--- Exercise data Enclosed Below ---
use std::ffi::OsString;
use std::fs::{self, DirBuilder, File, OpenOptions, TryLockError};
use std::io::{self, Write};
use std::os::unix::fs::{DirBuilderExt, OpenOptionsExt};
use std::path::{Path, PathBuf};
use std::thread;
use std::time::Instant;

use bytes::Bytes;
use log::debug;
use memmap2::Mmap;

use crate::backend::Backend;
use crate::constants::{
    StoreFlags, DIR_MODE, FILE_MODE, LOCK_RETRY_INTERVAL, LOCK_SUFFIX, OPEN_TIMEOUT, TEMP_SUFFIX,
};
use crate::error::{Error, Result};
use crate::node::BucketData;
use crate::snapshot;

/// Disk-backed backend.
///
/// The committed image lives in a single data file. Exclusive access is
/// granted by a lock on a sibling `<path>.lock` file, so commits can replace
/// the data file atomically (write `<path>.tmp`, sync, rename) without losing
/// the lock.
#[derive(Debug)]
pub struct FileBackend {
    /// Path to the data file
    path: PathBuf,
    /// Printable form of `path`
    location: String,
    /// Store flags
    flags: StoreFlags,
    /// Held while the backend is acquired
    lock_file: Option<File>,
}

impl FileBackend {
    pub fn new(path: impl AsRef<Path>, flags: StoreFlags) -> Self {
        let path = path.as_ref().to_path_buf();
        FileBackend {
            location: path.display().to_string(),
            path,
            flags,
            lock_file: None,
        }
    }

    /// Path to the data file
    pub fn path(&self) -> &Path {
        &self.path
    }

    pub fn lock_path(&self) -> PathBuf {
        sibling(&self.path, LOCK_SUFFIX)
    }

    fn is_readonly(&self) -> bool {
        self.flags.contains(StoreFlags::RDONLY)
    }

    /// Ensure the directory holding the data file exists
    fn ensure_dir(&self) -> Result<()> {
        match self.path.parent() {
            Some(dir) if !dir.as_os_str().is_empty() => {
                DirBuilder::new()
                    .recursive(true)
                    .mode(DIR_MODE)
                    .create(dir)
                    .map_err(|e| {
                        Error::Io(io::Error::new(
                            e.kind(),
                            format!("unable to create directory {}: {}", dir.display(), e),
                        ))
                    })
            }
            _ => Ok(()),
        }
    }

    fn dir(&self) -> &Path {
        match self.path.parent() {
            Some(dir) if !dir.as_os_str().is_empty() => dir,
            _ => Path::new("."),
        }
    }

    /// Make the rename of a freshly persisted image durable
    fn sync_dir(&self) -> Result<()> {
        File::open(self.dir())?.sync_all()?;
        Ok(())
    }

    /// Open the file to lock, creating the lock file unless read-only.
    ///
    /// A read-only backend never creates anything: without a lock file it
    /// locks the data file itself.
    fn open_lock(&self) -> Result<(File, PathBuf)> {
        let lock_path = self.lock_path();
        if !self.is_readonly() {
            let lock = OpenOptions::new()
                .read(true)
                .write(true)
                .create(true)
                .truncate(false)
                .mode(FILE_MODE)
                .open(&lock_path)?;
            return Ok((lock, lock_path));
        }

        match File::open(&lock_path) {
            Ok(lock) => Ok((lock, lock_path)),
            Err(e) if e.kind() == io::ErrorKind::NotFound => {
                Ok((File::open(&self.path)?, self.path.clone()))
            }
            Err(e) => Err(e.into()),
        }
    }

    /// Map the data file and hand out its contents
    fn read_image(&self) -> Result<Option<Bytes>> {
        let file = File::open(&self.path)?;
        if file.metadata()?.len() == 0 {
            return Ok(None);
        }
        // The data file is only ever replaced by rename, never written in place,
        // so the mapping stays stable for as long as it is alive.
        let map = unsafe { Mmap::map(&file)? };
        Ok(Some(Bytes::from_owner(map)))
    }
}

impl Backend for FileBackend {
    fn location(&self) -> &str {
        &self.location
    }

    fn acquire(&mut self) -> Result<Option<Bytes>> {
        if self.lock_file.is_some() {
            return Err(Error::AlreadyOpen);
        }

        if !self.is_readonly() {
            self.ensure_dir()?;
        }

        let (lock, lock_path) = self.open_lock()?;
        lock_with_timeout(&lock, &self.path)?;

        let image = match fs::metadata(&self.path) {
            Ok(_) => self.read_image()?,
            Err(e) if e.kind() == io::ErrorKind::NotFound && !self.is_readonly() => {
                debug!("creating data file {}", self.location);
                self.persist(&snapshot::encode(&BucketData::new())?)?;
                None
            }
            Err(e) => return Err(e.into()),
        };

        self.lock_file = Some(lock);
        debug!("acquired lock {}", lock_path.display());
        Ok(image)
    }

    fn persist(&mut self, image: &[u8]) -> Result<()> {
        if self.is_readonly() {
            return Err(Error::StoreReadOnly);
        }

        let tmp = sibling(&self.path, TEMP_SUFFIX);
        let mut file = OpenOptions::new()
            .write(true)
            .create(true)
            .truncate(true)
            .mode(FILE_MODE)
            .open(&tmp)?;
        file.write_all(image)?;
        if !self.flags.contains(StoreFlags::NOSYNC) {
            file.sync_all()?;
        }
        drop(file);

        fs::rename(&tmp, &self.path)?;
        if !self.flags.contains(StoreFlags::NOSYNC) {
            self.sync_dir()?;
        }
        Ok(())
    }

    fn release(&mut self) -> Result<()> {
        if let Some(lock) = self.lock_file.take() {
            lock.unlock()?;
            debug!("released lock on {}", self.location);
        }
        Ok(())
    }
}

/// Poll for an exclusive lock until `OPEN_TIMEOUT` elapses
fn lock_with_timeout(lock: &File, path: &Path) -> Result<()> {
    let deadline = Instant::now() + OPEN_TIMEOUT;
    loop {
        match lock.try_lock() {
            Ok(()) => return Ok(()),
            Err(TryLockError::WouldBlock) => {}
            Err(TryLockError::Error(e)) => return Err(e.into()),
        }
        if Instant::now() >= deadline {
            return Err(Error::LockTimeout(path.to_path_buf()));
        }
        thread::sleep(LOCK_RETRY_INTERVAL);
    }
}

fn sibling(path: &Path, suffix: &str) -> PathBuf {
    let mut name = OsString::from(path.as_os_str());
    name.push(".");
    name.push(suffix);
    PathBuf::from(name)
}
--- End of Enclosed Exercise data ---
### Exercise details
Scan the records for the string "kind" and report each line where it occurs.

### Written answer
                            e.kind(),
            Err(e) if e.kind() == io::ErrorKind::NotFound => {
            Err(e) if e.kind() == io::ErrorKind::NotFound && !self.is_readonly() => {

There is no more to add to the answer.